Provided entries:
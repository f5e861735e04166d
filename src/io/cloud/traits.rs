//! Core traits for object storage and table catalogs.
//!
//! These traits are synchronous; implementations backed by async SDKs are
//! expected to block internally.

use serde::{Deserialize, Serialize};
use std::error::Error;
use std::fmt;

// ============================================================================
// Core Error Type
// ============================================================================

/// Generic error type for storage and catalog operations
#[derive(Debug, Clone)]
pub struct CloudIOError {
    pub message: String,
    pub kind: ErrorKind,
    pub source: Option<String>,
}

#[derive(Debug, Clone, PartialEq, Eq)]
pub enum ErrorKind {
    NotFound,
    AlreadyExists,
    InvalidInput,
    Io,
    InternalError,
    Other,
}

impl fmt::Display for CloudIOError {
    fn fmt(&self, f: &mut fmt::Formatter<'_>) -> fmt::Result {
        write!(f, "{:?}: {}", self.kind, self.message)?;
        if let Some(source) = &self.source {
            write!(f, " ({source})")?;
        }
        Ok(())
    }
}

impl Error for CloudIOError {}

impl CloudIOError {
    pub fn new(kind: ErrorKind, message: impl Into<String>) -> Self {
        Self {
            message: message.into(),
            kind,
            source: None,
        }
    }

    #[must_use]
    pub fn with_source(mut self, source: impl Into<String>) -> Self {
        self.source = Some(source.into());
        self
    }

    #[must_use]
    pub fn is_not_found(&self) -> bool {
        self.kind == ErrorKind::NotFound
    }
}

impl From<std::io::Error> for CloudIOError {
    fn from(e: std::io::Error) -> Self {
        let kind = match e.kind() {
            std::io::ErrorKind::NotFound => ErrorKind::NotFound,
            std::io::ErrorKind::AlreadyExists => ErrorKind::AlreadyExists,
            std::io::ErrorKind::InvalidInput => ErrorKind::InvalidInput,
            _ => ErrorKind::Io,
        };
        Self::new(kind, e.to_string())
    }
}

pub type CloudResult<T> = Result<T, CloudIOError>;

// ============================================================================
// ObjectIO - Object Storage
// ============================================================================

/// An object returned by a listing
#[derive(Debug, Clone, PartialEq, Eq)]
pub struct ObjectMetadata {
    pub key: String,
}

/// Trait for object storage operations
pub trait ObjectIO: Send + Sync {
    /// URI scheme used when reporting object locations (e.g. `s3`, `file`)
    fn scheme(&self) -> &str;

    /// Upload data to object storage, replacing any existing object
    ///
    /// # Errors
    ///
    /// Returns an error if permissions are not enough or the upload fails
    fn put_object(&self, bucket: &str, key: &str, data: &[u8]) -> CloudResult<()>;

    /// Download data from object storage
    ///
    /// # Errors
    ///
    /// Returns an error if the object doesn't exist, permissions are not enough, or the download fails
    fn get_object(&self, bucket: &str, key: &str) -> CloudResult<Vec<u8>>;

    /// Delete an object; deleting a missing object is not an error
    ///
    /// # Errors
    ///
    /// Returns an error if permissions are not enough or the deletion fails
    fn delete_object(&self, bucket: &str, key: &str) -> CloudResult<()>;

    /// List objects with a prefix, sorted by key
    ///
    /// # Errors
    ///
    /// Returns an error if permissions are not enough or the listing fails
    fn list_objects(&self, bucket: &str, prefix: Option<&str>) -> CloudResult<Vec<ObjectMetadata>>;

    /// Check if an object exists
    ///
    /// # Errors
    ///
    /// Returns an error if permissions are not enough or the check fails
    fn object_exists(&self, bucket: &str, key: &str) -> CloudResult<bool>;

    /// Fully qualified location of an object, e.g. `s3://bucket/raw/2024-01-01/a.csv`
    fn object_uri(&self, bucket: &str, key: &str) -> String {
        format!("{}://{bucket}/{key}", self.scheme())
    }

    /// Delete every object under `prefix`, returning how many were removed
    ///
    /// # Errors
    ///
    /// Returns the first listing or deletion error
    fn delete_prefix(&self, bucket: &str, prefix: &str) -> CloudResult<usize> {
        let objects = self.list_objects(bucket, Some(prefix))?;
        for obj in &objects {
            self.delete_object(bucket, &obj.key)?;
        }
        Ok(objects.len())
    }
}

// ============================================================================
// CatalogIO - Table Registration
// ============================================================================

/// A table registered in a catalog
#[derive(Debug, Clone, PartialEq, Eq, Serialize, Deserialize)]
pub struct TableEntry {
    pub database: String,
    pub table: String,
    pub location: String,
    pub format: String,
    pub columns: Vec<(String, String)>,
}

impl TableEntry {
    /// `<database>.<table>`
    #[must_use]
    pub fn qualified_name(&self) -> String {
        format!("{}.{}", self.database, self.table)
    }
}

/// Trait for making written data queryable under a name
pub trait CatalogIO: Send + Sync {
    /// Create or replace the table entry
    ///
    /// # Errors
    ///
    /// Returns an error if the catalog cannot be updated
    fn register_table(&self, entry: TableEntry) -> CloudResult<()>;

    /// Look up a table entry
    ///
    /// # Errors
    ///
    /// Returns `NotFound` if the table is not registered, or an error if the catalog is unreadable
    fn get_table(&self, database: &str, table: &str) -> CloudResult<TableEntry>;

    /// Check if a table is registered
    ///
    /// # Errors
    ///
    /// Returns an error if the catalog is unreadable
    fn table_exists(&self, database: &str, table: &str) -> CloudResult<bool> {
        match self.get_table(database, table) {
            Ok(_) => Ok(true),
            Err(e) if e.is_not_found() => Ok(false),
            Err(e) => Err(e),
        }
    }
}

* * *

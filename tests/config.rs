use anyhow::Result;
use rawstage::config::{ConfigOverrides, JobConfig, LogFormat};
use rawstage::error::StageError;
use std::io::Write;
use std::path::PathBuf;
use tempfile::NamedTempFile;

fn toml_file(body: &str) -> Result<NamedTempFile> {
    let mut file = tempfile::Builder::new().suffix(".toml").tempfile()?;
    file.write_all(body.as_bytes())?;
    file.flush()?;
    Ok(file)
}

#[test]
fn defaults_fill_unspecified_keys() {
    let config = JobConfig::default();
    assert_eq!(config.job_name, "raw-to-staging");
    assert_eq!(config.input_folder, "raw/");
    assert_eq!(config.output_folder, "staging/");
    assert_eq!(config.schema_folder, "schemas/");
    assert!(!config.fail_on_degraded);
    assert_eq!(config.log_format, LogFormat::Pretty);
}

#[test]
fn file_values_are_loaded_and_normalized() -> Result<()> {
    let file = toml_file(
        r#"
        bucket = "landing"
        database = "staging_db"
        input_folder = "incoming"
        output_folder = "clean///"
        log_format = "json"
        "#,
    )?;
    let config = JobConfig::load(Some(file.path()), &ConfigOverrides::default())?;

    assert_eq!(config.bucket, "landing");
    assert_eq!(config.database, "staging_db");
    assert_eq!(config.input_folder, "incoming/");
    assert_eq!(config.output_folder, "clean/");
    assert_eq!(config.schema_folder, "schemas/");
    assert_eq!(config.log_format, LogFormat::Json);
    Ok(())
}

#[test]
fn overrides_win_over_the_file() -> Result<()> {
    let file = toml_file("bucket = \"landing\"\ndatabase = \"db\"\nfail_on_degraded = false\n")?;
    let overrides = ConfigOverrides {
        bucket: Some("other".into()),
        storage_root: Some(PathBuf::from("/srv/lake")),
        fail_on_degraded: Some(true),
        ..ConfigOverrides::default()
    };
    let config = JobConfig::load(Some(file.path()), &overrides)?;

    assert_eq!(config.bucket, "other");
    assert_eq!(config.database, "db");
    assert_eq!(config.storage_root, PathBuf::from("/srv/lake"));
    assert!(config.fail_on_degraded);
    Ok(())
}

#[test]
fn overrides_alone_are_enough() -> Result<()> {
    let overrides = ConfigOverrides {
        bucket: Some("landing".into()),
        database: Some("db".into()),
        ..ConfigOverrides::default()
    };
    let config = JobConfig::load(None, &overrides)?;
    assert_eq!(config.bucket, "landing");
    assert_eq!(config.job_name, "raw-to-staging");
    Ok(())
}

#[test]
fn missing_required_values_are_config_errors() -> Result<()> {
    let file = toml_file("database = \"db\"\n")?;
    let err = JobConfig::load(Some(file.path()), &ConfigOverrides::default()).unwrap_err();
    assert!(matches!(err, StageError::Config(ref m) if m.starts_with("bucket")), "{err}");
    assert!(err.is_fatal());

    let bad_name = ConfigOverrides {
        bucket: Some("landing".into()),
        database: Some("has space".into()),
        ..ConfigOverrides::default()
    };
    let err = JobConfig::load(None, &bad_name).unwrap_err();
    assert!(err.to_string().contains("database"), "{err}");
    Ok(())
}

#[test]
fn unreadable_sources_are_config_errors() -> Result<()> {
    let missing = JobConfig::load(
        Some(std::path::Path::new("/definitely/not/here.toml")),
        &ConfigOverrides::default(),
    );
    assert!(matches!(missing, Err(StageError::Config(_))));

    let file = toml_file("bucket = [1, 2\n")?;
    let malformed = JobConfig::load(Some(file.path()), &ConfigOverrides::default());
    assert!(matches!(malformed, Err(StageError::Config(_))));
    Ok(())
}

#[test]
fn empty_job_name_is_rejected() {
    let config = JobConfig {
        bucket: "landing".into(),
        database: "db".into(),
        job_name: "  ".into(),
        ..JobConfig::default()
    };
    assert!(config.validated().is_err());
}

Work required:
Report every line above that has the string "matches" in it.

Task solution:
    assert!(matches!(err, StageError::Config(ref m) if m.starts_with("bucket")), "{err}");
    assert!(matches!(missing, Err(StageError::Config(_))));
    assert!(matches!(malformed, Err(StageError::Config(_))));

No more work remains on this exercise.